ALLSTON, Mass. -- When the Boston Celtics introduced their 2012 draft picks on Monday, president of basketball operations Danny Ainge cracked jokes about Fab Melo's academic troubles, team owner Wyc Grousbeck told second-round draft pick Kris Joseph that Paul Pierce will try to destroy him in practice, and it seemed the only thing anyone wanted to ask Jared Sullinger about was his bad back and plunge down the draft board.
Welcome to Boston, rookies. This can be a tough crowd.
Nothing comes easy around here for first-year players, most notably driving and generating consistent playing time in Doc Rivers' rotations. Finding your way around Boston -- and onto the court at TD Garden -- will be far more daunting than the friendly barbs during Monday's introductions at a community event at the Jackson Mann/Horace Mann Educational Complex.
To their credit, the newbies all seemed ready for what they got. For instance, Joseph was asked about having a fellow Syracuse product on the roster to ease his transition to the NBA.
"I sent [Melo] a text immediately after I found out where I was going and the first thing I thought was that we'll be making those late-night runs to wherever for the veterans together," Joseph said.
Yes, as the likes of Avery Bradley can attest, rookies have got to earn their stripes around here in the Big Three era. In Year 1, a rookie might get a better workout making the pregame run to a nearby supermarket for the peanut butter and jelly (make sure you get both strawberry and grape, guys) than he'll get on the court (rookies are lucky to dress and are left hoping for some trash-time minutes).
But as far as first impressions go, these kids did themselves well. They handled everything the media could throw at them and immersed themselves in the student activities as the team dedicated a Celtics-themed library and multipurpose learning room.
And there were plenty of laughs from the witty one-liners being thrown around.
After Melo introduced his business manager, Rodrigo Viegas, Ainge couldn't resist quipping, "Is Rodrigo your academic advisor, as well?" Melo seemed prepared for the questions (and barbs) about his academic woes at Syracuse and -- like his best asset on the court -- played quality defense to those queries, suggesting it is a non-issue now that he's at the NBA level.
Joseph spoke with poise about taking Melo under his wing at Syracuse, the transition from a collegiate zone defense, wanting to compete for a spot with the Celtics and the idea of learning from Pierce. Joseph didn't blink when Grousbeck lunged at his microphone to warn him about the competitiveness of Pierce and how he'll attempt to attack the rookie in practice sessions.

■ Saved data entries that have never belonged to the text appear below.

//! The recorder.
//!
//! `audit_event` runs every event through four steps, on the caller's
//! thread:
//!
//! 1. key validation (strings and symbols only)
//! 2. the processor chain, in declaration order, stopping on [`Flow::Halt`]
//! 3. the formatter
//! 4. the emitter
//!
//! Stages are fixed at construction and the recorder keeps no per-call
//! state, so one recorder can be shared between threads.

use conrad_core::{ComponentConfig, RecorderConfig};
use std::fmt;
use std::sync::Arc;

use crate::emitter::{Emitter, StdoutEmitter};
use crate::error::{ConfigurationError, RecordError, StageError};
use crate::event::{Event, RawEvent};
use crate::formatter::{Formatter, JsonFormatter};
use crate::processor::{Flow, Processor};
use crate::registry::Registry;
use crate::validator::validate_keys;

/// A stage supplied to the recorder: either ready to use, or a
/// configuration value to resolve through a [`Registry`].
pub enum Component<T: ?Sized> {
    Ready(Arc<T>),
    Config(ComponentConfig),
}

impl<T: ?Sized> Component<T> {
    fn resolve(
        self,
        resolve: impl FnOnce(&ComponentConfig) -> Result<Arc<T>, ConfigurationError>,
    ) -> Result<Arc<T>, ConfigurationError> {
        match self {
            Self::Ready(stage) => Ok(stage),
            Self::Config(config) => resolve(&config),
        }
    }
}

impl<T: ?Sized> From<ComponentConfig> for Component<T> {
    fn from(config: ComponentConfig) -> Self {
        Self::Config(config)
    }
}

impl<T: ?Sized> From<&str> for Component<T> {
    fn from(name: &str) -> Self {
        Self::Config(ComponentConfig::named(name))
    }
}

impl<T: ?Sized> Clone for Component<T> {
    fn clone(&self) -> Self {
        match self {
            Self::Ready(stage) => Self::Ready(Arc::clone(stage)),
            Self::Config(config) => Self::Config(config.clone()),
        }
    }
}

impl<T: ?Sized> fmt::Debug for Component<T> {
    fn fmt(&self, f: &mut fmt::Formatter<'_>) -> fmt::Result {
        match self {
            Self::Ready(_) => write!(f, "Ready(..)"),
            Self::Config(config) => f.debug_tuple("Config").field(config).finish(),
        }
    }
}

/// Construction options for a [`Recorder`].
#[derive(Debug, Clone)]
pub struct RecorderOptions {
    /// Applied in order. Empty by default.
    pub processors: Vec<Component<dyn Processor>>,
    /// Defaults to [`JsonFormatter`].
    pub formatter: Component<dyn Formatter>,
    /// Defaults to [`StdoutEmitter`].
    pub emitter: Component<dyn Emitter>,
}

impl Default for RecorderOptions {
    fn default() -> Self {
        Self {
            processors: Vec::new(),
            formatter: Component::Ready(Arc::new(JsonFormatter)),
            emitter: Component::Ready(Arc::new(StdoutEmitter)),
        }
    }
}

impl From<&RecorderConfig> for RecorderOptions {
    fn from(config: &RecorderConfig) -> Self {
        Self {
            processors: config.processors.iter().cloned().map(Component::from).collect(),
            formatter: config.formatter.clone().into(),
            emitter: config.emitter.clone().into(),
        }
    }
}

/// Records audit events through a processor chain, a formatter and an
/// emitter.
pub struct Recorder {
    processors: Vec<Arc<dyn Processor>>,
    formatter: Arc<dyn Formatter>,
    emitter: Arc<dyn Emitter>,
}

impl Recorder {
    /// Create a recorder, resolving configured components through
    /// [`Registry::builtin`].
    pub fn new(options: RecorderOptions) -> Result<Self, ConfigurationError> {
        Self::with_registry(options, &Registry::builtin())
    }

    /// Create a recorder, resolving configured components through `registry`.
    ///
    /// Processors are resolved in order and the first failure is reported;
    /// the formatter and the emitter are then checked on their own.
    pub fn with_registry(
        options: RecorderOptions,
        registry: &Registry,
    ) -> Result<Self, ConfigurationError> {
        let processors = options
            .processors
            .into_iter()
            .map(|component| component.resolve(|config| registry.processor(config)))
            .collect::<Result<Vec<_>, _>>()?;
        let formatter = options
            .formatter
            .resolve(|config| registry.formatter(config))?;
        let emitter = options.emitter.resolve(|config| registry.emitter(config))?;

        tracing::info!(processors = processors.len(), "Recorder configured");

        Ok(Self {
            processors,
            formatter,
            emitter,
        })
    }

    /// Create a recorder from a configuration file's contents.
    pub fn from_config(config: &RecorderConfig) -> Result<Self, ConfigurationError> {
        Self::new(RecorderOptions::from(config))
    }

    /// Start a [`RecorderBuilder`].
    pub fn builder() -> RecorderBuilder {
        RecorderBuilder::default()
    }

    /// Number of processors in the chain.
    pub fn processor_count(&self) -> usize {
        self.processors.len()
    }

    /// Record an event.
    ///
    /// Fails with [`RecordError::ForbiddenKey`] before any processor runs if
    /// a key is not a string or symbol. Errors raised by a processor, the
    /// formatter or the emitter come back unchanged as
    /// [`RecordError::Stage`]. A halted chain returns `Ok(())` without
    /// formatting or emitting anything.
    pub fn audit_event(&self, event: impl Into<RawEvent>) -> Result<(), RecordError> {
        let event = validate_keys(event.into())?;

        let Some(event) = self.run_processors(event)? else {
            return Ok(());
        };

        let formatted = self.formatter.format(&event)?;
        self.emitter.emit(&formatted)?;

        tracing::debug!(fields = event.len(), "Audit event recorded");
        Ok(())
    }

    /// Fold the event through the chain. `None` means a processor halted.
    fn run_processors(&self, event: Event) -> Result<Option<Event>, StageError> {
        let mut current = event;

        for (index, processor) in self.processors.iter().enumerate() {
            match processor.process(current)? {
                Flow::Continue(next) => current = next,
                Flow::Halt => {
                    tracing::debug!(processor = index, "Processor chain halted");
                    return Ok(None);
                }
            }
        }

        Ok(Some(current))
    }
}

impl Default for Recorder {
    /// No processors, JSON to stdout.
    fn default() -> Self {
        Self {
            processors: Vec::new(),
            formatter: Arc::new(JsonFormatter),
            emitter: Arc::new(StdoutEmitter),
        }
    }
}

impl fmt::Debug for Recorder {
    fn fmt(&self, f: &mut fmt::Formatter<'_>) -> fmt::Result {
        f.debug_struct("Recorder")
            .field("processors", &self.processors.len())
            .finish_non_exhaustive()
    }
}

/// Builder for [`Recorder`].
#[derive(Debug, Default)]
pub struct RecorderBuilder {
    options: RecorderOptions,
    registry: Option<Registry>,
}

impl RecorderBuilder {
    /// Append a processor.
    pub fn processor(mut self, processor: impl Processor + 'static) -> Self {
        self.options
            .processors
            .push(Component::Ready(Arc::new(processor)));
        self
    }

    /// Append a processor resolved from configuration at build time.
    pub fn processor_config(mut self, config: impl Into<ComponentConfig>) -> Self {
        self.options
            .processors
            .push(Component::Config(config.into()));
        self
    }

    /// Set the formatter.
    pub fn formatter(mut self, formatter: impl Formatter + 'static) -> Self {
        self.options.formatter = Component::Ready(Arc::new(formatter));
        self
    }

    /// Set a formatter resolved from configuration at build time.
    pub fn formatter_config(mut self, config: impl Into<ComponentConfig>) -> Self {
        self.options.formatter = Component::Config(config.into());
        self
    }

    /// Set the emitter.
    pub fn emitter(mut self, emitter: impl Emitter + 'static) -> Self {
        self.options.emitter = Component::Ready(Arc::new(emitter));
        self
    }

    /// Set an emitter resolved from configuration at build time.
    pub fn emitter_config(mut self, config: impl Into<ComponentConfig>) -> Self {
        self.options.emitter = Component::Config(config.into());
        self
    }

    /// Resolve configured components through `registry` instead of
    /// [`Registry::builtin`].
    pub fn registry(mut self, registry: Registry) -> Self {
        self.registry = Some(registry);
        self
    }

    /// Resolve every configured component and build the recorder.
    pub fn build(self) -> Result<Recorder, ConfigurationError> {
        match self.registry {
            Some(registry) => Recorder::with_registry(self.options, &registry),
            None => Recorder::new(self.options),
        }
    }
}

#[cfg(test)]
mod tests {
    use super::*;
    use crate::emitter::{NullEmitter, WriterEmitter};
    use crate::error::Role;
    use crate::processor::{self, AddUuid};
    use serde_json::json;
    use std::sync::Mutex;

    #[test]
    fn test_default_recorder() {
        let recorder = Recorder::default();
        assert_eq!(recorder.processor_count(), 0);
        recorder.audit_event(Event::new().with("a", "apple")).unwrap();
    }

    #[test]
    fn test_builder_with_ready_components() {
        let recorder = Recorder::builder()
            .processor(AddUuid::new())
            .emitter(NullEmitter)
            .build()
            .unwrap();
        assert_eq!(recorder.processor_count(), 1);
        recorder.audit_event(Event::new().with("a", "apple")).unwrap();
    }

    #[test]
    fn test_builder_with_configured_components() {
        let recorder = Recorder::builder()
            .processor_config("add_uuid")
            .processor_config("add_timestamp")
            .formatter_config("pretty_json")
            .emitter_config("discard")
            .build()
            .unwrap();
        assert_eq!(recorder.processor_count(), 2);
    }

    #[test]
    fn test_from_config() {
        let config =
            RecorderConfig::from_yaml("processors: [add_uuid]\nemitter: null_emitter").unwrap();
        let err = Recorder::from_config(&config).unwrap_err();
        assert_eq!(err.role, Role::Emitter);
        assert!(err.to_string().contains("null_emitter"));
    }

    #[test]
    fn test_validation_reports_later_processor() {
        let err = Recorder::builder()
            .processor(AddUuid::new())
            .processor_config("add_uuid")
            .processor_config("bad processor")
            .build()
            .unwrap_err();

        assert_eq!(err.role, Role::Processor);
        assert_eq!(err.value, "bad processor");
    }

    #[test]
    fn test_custom_registry_is_used() {
        let err = Recorder::builder()
            .processor_config("add_uuid")
            .registry(Registry::empty())
            .build()
            .unwrap_err();
        assert_eq!(err.role, Role::Processor);

        // Ready components need no registry
        Recorder::builder()
            .registry(Registry::empty())
            .emitter(NullEmitter)
            .build()
            .unwrap();
    }

    #[test]
    fn test_processor_receives_previous_output() {
        let seen = Arc::new(Mutex::new(None));
        let sink = seen.clone();

        let recorder = Recorder::builder()
            .processor(processor::map(|event| event.with("first", 1)))
            .processor(processor::from_fn(|event: Event| {
                let first = event.field("first").cloned().unwrap_or(json!(null));
                Ok(Flow::Continue(event.with("second", first)))
            }))
            .formatter(crate::formatter::from_fn(move |event| {
                *sink.lock().unwrap() = Some(event.clone());
                Ok(String::new())
            }))
            .emitter(NullEmitter)
            .build()
            .unwrap();

        recorder.audit_event(Event::new()).unwrap();

        let event = seen.lock().unwrap().clone().unwrap();
        assert_eq!(event.field("second"), Some(&json!(1)));
    }

    #[test]
    fn test_recorder_is_reusable_after_failure() {
        let emitter = Arc::new(WriterEmitter::new(Vec::new()));
        let target = emitter.clone();

        let recorder = Recorder::builder()
            .processor(processor::from_fn(|event: Event| {
                if event.field("fail").is_some() {
                    anyhow::bail!("processor failed");
                }
                Ok(Flow::Continue(event))
            }))
            .emitter(crate::emitter::from_fn(move |formatted| target.emit(formatted)))
            .build()
            .unwrap();

        assert!(recorder.audit_event(Event::new().with("fail", true)).is_err());
        recorder.audit_event(Event::new().with("ok", true)).unwrap();

        let written = emitter
            .with_writer(|buffer| String::from_utf8(buffer.clone()).unwrap())
            .unwrap();
        assert_eq!(written, "{\"ok\":true}\n");
    }

    #[test]
    fn test_recorder_is_send_and_sync() {
        fn assert_send_sync<T: Send + Sync>() {}
        assert_send_sync::<Recorder>();
    }
}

But Sullinger drew most of the attention and with good reason. While Melo is considered a bit of a project as the Celtics try to hone his raw skills and Joseph faces an uphill battle to earn a roster spot as a second-round pick, Sullinger is a lottery-caliber draftee whose red-flagged back allowed the Celtics to scoop him up at No. 21.

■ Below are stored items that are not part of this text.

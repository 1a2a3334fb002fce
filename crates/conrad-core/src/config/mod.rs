//! Configuration types for Conrad recorders.
//!
//! Configuration can be loaded from YAML, TOML or JSON files; the format is
//! picked from the file extension.
//!
//! ```yaml
//! processors:
//!   - add_uuid
//!   - type: add_timestamp
//!     unit: seconds
//! formatter: json
//! emitter:
//!   type: file
//!   path: /var/log/audit.log
//! ```

pub mod component;
pub mod recorder;

use serde::{Deserialize, Serialize};
use std::fmt;

pub use component::ComponentConfig;
pub use recorder::RecorderConfig;

/// Error type for configuration loading.
#[derive(Debug, thiserror::Error)]
pub enum ConfigError {
    #[error("IO error: {0}")]
    Io(#[from] std::io::Error),

    #[error("YAML parse error: {0}")]
    Yaml(#[from] serde_yaml::Error),

    #[error("TOML parse error: {0}")]
    Toml(#[from] toml::de::Error),

    #[error("JSON parse error: {0}")]
    Json(#[from] serde_json::Error),

    #[error("Configuration error: {0}")]
    Config(String),
}

/// Resolution of timestamps added to events.
#[derive(Debug, Clone, Copy, Default, PartialEq, Eq, Serialize, Deserialize)]
#[serde(rename_all = "lowercase")]
pub enum TimestampUnit {
    /// Whole seconds since the Unix epoch.
    Seconds,
    /// Milliseconds since the Unix epoch.
    #[default]
    Milliseconds,
}

impl fmt::Display for TimestampUnit {
    fn fmt(&self, f: &mut fmt::Formatter<'_>) -> fmt::Result {
        match self {
            Self::Seconds => write!(f, "seconds"),
            Self::Milliseconds => write!(f, "milliseconds"),
        }
    }
}

#[cfg(test)]
mod tests {
    use super::*;

    #[test]
    fn test_timestamp_unit_default() {
        assert_eq!(TimestampUnit::default(), TimestampUnit::Milliseconds);
    }

    #[test]
    fn test_timestamp_unit_serde() {
        let unit: TimestampUnit = serde_json::from_str("\"seconds\"").unwrap();
        assert_eq!(unit, TimestampUnit::Seconds);
        assert_eq!(unit.to_string(), "seconds");

        assert!(serde_json::from_str::<TimestampUnit>("\"minutes\"").is_err());
    }
}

Sullinger immediately downplayed any concerns about his back, saying, "I mean, honestly, I don't have any back problems."
Asked later about watching his draft stock tumble, so much so that he wasn't invited to Newark, N.J., where the top players gather each year to hear their names called, Sullinger suggested the whole process was a blessing in disguise.
"If you consider me landing with the Boston Celtics a drop, then I'd do it all over again, without a hesitation," he said. "Honestly, it's been like that all my life. Going into high school, they said I wouldn't be able to play that fast; going into college, that I wouldn't be able to keep up. So it's just the way I live my life, obviously. I'm just ready to get started."
Ainge playfully chided Sullinger when he failed to introduce super-agent David Falk when asked to identify his family and friends in attendance at Monday's event. The oversight didn't stop Falk from gushing about Sullinger and suggesting that he should use the draft slide as motivation.
"I told him I hope he doesn't have a chip on his shoulder, I hope he has a boulder," said Falk, who suggested there's an "inherent bias" against players with Sullinger's undersized body type at a big-man spot.
"I think Jared is a triple-A bond," Falk added. "He's going to provide value every night. He's going to get better. He may not have the upside of players, but he doesn't have the downside either. That's why 50 percent of the players drafted in the top 10 fail. And why only nine teams in 32 years have won championships. It's because [general managers] make the same mistakes, year after year, in evaluating players.
"Jared is not a sleeper. I'm thrilled he's here. Between playing for Doc Rivers and having a chance to play with Kevin Garnett and Paul Pierce, he'll get a post-graduate education as a rookie."
Lesson 1 was Monday, and Sullinger and his rookie brethren passed with flying colors.